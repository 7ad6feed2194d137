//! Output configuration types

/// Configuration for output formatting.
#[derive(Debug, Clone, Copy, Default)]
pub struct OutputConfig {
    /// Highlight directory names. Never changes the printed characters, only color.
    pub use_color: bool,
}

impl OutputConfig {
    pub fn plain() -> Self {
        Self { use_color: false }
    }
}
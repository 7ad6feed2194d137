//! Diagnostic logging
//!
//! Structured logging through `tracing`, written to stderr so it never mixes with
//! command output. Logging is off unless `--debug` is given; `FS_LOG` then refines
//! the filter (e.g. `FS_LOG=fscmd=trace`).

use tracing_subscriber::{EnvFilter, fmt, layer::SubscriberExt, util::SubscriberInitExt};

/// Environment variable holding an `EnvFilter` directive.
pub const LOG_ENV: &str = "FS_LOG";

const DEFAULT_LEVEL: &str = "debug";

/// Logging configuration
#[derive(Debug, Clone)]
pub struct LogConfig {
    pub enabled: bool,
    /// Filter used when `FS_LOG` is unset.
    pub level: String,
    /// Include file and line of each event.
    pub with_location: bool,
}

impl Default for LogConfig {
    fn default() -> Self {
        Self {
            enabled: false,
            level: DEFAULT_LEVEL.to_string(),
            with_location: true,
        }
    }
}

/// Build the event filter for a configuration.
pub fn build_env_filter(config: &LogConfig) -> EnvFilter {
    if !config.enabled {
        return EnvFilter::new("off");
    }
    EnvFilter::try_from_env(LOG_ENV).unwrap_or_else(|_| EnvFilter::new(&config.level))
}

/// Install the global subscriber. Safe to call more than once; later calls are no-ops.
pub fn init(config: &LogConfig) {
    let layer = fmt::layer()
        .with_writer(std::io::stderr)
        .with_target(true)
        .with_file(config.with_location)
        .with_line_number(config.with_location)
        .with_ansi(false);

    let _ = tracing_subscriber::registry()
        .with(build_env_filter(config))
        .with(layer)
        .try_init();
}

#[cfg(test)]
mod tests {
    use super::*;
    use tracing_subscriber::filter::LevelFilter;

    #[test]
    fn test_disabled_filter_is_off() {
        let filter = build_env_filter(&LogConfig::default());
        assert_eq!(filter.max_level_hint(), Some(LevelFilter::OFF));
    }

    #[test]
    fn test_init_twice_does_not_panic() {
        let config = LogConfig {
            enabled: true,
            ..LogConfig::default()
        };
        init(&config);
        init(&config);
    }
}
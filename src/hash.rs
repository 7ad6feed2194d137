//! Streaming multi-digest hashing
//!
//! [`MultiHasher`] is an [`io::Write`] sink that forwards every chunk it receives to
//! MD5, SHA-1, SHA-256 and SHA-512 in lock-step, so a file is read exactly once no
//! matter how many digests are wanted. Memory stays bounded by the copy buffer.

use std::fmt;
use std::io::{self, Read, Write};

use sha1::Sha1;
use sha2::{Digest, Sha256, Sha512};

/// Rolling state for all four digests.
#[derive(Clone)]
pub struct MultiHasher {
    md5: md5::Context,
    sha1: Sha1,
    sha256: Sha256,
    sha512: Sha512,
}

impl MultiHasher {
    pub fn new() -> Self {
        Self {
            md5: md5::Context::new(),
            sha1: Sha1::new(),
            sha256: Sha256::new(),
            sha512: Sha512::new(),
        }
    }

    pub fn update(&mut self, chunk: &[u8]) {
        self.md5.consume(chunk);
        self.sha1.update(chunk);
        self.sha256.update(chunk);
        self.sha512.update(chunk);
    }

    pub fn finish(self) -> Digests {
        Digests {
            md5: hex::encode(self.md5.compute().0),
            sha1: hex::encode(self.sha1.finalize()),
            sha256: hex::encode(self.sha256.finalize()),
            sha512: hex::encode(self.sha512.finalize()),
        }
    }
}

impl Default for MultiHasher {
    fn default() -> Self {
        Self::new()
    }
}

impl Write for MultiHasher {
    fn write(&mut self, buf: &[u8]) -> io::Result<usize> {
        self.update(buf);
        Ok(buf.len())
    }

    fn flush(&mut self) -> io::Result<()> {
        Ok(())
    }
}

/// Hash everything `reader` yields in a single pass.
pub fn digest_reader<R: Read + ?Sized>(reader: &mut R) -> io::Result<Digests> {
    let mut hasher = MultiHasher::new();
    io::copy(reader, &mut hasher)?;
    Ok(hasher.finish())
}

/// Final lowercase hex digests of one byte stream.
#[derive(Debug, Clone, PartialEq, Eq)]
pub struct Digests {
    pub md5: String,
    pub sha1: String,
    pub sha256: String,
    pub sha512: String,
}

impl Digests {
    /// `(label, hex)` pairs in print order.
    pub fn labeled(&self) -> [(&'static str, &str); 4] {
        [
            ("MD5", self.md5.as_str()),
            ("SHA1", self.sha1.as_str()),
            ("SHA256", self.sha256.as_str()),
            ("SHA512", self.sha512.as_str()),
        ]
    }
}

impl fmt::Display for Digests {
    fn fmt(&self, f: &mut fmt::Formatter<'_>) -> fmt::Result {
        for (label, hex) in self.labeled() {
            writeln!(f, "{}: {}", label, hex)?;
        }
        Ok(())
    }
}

_ _ _ _ _ _ _

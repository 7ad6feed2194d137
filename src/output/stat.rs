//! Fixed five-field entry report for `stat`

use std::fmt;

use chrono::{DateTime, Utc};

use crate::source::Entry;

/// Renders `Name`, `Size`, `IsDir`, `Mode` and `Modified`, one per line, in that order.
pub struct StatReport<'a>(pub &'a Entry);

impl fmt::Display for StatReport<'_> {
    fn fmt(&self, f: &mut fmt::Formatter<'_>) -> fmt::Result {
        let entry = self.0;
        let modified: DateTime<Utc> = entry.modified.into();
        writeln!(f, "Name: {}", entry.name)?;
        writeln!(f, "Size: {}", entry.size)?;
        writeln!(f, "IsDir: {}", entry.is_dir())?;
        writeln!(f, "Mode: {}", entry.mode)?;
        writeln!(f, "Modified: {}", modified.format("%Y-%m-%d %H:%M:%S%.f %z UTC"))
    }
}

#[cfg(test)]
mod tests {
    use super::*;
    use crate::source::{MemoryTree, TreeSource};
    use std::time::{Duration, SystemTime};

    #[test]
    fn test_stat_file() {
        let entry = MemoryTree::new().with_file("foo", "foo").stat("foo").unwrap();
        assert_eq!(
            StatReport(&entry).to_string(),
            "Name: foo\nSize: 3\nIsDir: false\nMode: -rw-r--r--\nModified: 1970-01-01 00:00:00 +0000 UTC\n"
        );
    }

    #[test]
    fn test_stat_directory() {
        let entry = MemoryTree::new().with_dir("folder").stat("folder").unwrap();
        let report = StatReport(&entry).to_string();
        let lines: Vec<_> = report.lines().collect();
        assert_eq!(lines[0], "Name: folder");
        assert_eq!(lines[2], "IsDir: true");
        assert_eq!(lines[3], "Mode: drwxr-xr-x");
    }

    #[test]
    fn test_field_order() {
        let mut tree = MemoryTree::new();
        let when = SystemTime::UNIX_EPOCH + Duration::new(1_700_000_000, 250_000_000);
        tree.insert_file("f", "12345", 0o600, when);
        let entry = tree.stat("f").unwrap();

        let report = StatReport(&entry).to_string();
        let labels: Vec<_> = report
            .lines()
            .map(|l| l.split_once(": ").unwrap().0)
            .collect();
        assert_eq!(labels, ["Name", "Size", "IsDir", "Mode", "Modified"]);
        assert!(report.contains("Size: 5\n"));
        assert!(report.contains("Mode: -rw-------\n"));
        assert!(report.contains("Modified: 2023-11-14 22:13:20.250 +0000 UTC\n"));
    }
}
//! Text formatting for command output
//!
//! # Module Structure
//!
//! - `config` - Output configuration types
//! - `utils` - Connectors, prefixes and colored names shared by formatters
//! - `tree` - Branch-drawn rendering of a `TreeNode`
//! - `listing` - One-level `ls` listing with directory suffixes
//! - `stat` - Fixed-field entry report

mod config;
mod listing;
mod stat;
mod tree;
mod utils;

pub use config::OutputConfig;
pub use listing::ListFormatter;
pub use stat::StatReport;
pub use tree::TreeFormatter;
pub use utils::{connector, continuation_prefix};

_ _ _ _ _ _ _

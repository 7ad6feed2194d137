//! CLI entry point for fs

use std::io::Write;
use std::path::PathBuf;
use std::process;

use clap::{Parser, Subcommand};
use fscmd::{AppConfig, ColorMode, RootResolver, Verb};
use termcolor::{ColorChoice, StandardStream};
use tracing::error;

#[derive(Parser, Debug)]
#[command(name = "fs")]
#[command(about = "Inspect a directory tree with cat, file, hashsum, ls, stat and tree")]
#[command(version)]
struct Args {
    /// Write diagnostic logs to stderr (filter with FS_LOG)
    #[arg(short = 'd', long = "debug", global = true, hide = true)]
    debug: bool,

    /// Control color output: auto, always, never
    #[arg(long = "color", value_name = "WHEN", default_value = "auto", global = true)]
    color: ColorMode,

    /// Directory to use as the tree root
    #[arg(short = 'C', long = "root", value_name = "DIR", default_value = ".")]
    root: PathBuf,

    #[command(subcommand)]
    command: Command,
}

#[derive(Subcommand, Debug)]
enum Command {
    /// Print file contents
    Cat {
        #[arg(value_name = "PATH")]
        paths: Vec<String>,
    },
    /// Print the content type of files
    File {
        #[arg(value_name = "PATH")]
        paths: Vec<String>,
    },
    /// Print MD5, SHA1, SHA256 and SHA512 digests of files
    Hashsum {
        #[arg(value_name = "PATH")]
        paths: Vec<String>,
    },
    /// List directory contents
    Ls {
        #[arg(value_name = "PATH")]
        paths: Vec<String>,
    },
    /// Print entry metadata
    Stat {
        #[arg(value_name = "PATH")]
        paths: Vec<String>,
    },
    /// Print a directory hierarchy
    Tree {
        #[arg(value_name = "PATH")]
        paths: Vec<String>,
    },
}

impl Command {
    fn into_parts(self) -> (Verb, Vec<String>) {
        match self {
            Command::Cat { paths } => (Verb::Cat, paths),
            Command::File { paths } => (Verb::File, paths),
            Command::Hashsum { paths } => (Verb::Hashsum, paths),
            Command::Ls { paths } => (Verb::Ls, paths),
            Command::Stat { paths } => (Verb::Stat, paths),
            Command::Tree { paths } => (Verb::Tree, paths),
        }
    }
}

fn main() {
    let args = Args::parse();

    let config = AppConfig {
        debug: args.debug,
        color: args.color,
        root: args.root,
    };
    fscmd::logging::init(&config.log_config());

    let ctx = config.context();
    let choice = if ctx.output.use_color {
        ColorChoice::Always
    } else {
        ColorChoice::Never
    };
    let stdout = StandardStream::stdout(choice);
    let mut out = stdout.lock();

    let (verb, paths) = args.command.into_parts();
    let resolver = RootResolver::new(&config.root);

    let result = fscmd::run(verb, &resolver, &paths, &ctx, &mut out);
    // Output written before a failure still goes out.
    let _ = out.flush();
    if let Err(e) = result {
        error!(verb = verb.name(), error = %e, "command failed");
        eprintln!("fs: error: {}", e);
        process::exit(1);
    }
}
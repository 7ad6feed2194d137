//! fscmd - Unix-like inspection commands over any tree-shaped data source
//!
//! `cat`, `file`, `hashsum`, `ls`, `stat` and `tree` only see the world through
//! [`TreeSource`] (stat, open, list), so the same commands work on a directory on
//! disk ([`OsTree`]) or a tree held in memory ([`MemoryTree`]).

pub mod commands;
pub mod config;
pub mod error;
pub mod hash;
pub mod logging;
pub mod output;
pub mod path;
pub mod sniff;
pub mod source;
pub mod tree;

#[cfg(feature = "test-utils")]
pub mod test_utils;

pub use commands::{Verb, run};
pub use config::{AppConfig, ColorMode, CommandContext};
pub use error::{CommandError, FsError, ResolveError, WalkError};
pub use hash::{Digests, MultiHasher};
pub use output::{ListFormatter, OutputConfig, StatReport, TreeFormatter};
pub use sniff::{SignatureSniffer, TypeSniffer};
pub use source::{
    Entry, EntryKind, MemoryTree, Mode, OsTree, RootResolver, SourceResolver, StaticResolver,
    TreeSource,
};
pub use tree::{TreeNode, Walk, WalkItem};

_ _ _ _ _ _ _

- _Exercise description_:
Determine which lines above include the word "short", and report those lines in full.

- _Solution to the exercise_:
    #[arg(short = 'd', long = "debug", global = true, hide = true)]
    #[arg(short = 'C', long = "root", value_name = "DIR", default_value = ".")]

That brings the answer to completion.